# [What you should do]
Please copy out every line in the records below that includes the word "unavailable".
(Data under study Opens)
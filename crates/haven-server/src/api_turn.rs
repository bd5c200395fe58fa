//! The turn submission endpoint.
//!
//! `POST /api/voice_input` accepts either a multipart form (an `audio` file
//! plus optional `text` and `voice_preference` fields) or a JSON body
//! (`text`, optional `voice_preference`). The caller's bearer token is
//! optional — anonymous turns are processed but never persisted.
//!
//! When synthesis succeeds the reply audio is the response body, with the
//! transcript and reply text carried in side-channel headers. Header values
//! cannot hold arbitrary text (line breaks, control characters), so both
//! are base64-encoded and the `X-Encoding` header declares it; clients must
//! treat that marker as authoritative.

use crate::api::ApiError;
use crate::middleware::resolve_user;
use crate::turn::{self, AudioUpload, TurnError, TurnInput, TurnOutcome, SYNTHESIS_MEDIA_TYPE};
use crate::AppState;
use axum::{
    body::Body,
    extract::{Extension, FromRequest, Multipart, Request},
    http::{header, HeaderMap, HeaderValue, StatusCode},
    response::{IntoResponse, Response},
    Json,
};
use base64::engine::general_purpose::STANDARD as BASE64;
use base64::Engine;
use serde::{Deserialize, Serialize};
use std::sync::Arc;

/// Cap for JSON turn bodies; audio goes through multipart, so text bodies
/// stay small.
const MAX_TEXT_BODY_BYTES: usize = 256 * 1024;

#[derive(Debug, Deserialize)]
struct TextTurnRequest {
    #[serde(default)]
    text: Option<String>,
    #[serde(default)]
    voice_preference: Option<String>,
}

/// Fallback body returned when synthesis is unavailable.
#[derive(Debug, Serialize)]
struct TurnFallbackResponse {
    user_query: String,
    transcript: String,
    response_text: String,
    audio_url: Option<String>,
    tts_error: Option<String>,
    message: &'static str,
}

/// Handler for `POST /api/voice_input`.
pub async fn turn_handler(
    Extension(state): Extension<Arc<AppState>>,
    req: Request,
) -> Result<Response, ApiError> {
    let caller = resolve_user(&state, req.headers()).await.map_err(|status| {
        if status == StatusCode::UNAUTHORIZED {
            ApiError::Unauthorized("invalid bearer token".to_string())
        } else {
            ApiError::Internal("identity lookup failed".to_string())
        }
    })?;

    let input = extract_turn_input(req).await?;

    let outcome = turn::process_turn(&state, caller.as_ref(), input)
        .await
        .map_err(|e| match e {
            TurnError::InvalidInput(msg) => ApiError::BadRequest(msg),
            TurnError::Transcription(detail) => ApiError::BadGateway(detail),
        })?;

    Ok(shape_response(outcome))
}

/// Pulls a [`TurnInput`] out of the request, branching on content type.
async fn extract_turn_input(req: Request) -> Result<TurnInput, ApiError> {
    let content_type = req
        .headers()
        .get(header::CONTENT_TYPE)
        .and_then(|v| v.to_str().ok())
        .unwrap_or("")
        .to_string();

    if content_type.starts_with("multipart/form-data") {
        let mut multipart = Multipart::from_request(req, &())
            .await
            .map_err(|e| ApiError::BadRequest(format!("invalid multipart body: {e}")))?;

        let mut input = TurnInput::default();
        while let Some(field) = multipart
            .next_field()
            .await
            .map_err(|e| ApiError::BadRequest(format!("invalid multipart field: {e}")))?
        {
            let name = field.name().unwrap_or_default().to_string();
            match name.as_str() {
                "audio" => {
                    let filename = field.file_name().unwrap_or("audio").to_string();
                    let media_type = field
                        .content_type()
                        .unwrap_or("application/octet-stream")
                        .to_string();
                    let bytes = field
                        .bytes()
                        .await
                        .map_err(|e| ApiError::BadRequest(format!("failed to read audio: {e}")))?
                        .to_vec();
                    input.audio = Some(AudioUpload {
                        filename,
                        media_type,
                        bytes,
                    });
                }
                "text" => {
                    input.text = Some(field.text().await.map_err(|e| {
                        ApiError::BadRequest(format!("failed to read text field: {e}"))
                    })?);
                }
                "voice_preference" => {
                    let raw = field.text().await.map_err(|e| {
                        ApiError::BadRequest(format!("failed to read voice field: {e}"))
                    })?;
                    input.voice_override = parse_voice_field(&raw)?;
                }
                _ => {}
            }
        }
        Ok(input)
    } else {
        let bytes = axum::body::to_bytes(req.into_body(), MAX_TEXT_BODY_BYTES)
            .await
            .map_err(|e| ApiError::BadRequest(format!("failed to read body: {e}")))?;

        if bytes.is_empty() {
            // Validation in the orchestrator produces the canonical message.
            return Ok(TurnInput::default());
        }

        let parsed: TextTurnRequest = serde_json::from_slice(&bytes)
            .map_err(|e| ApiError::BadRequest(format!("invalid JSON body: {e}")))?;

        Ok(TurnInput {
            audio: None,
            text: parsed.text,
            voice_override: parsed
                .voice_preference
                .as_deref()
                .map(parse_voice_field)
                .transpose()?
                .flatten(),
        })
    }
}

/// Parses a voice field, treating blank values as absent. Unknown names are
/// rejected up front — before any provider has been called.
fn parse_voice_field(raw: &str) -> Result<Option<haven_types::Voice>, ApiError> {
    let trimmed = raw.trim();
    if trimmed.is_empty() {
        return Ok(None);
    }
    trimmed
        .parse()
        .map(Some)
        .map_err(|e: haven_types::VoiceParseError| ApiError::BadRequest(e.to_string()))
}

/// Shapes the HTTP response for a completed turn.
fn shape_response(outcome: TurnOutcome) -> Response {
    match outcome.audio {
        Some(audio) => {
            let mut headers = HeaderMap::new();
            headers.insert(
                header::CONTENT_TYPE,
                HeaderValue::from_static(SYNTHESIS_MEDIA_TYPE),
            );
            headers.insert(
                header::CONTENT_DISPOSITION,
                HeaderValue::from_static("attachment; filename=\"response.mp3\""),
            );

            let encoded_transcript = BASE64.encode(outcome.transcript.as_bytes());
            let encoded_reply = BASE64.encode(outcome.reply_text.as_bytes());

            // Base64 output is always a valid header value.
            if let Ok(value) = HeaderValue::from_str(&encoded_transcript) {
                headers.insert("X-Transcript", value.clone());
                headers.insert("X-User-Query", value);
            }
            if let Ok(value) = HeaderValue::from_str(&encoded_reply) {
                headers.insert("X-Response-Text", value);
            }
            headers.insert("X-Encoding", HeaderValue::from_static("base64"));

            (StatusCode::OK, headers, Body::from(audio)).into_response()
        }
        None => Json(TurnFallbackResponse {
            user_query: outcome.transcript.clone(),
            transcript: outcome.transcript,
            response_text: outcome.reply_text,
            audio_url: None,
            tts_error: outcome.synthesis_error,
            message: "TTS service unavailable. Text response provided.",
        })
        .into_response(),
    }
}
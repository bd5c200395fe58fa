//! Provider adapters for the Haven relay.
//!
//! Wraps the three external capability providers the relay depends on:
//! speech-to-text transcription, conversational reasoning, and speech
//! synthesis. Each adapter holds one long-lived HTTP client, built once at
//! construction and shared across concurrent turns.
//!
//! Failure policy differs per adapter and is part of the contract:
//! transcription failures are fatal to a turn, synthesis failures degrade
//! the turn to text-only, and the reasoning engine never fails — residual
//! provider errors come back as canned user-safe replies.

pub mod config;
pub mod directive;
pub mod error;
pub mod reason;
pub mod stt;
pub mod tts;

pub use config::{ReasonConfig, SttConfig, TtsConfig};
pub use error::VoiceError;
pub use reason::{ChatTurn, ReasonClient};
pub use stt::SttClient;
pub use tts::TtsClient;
(Data under study Closes)
# [Exercise solution]
/// Fallback body returned when synthesis is unavailable.
            message: "TTS service unavailable. Text response provided.",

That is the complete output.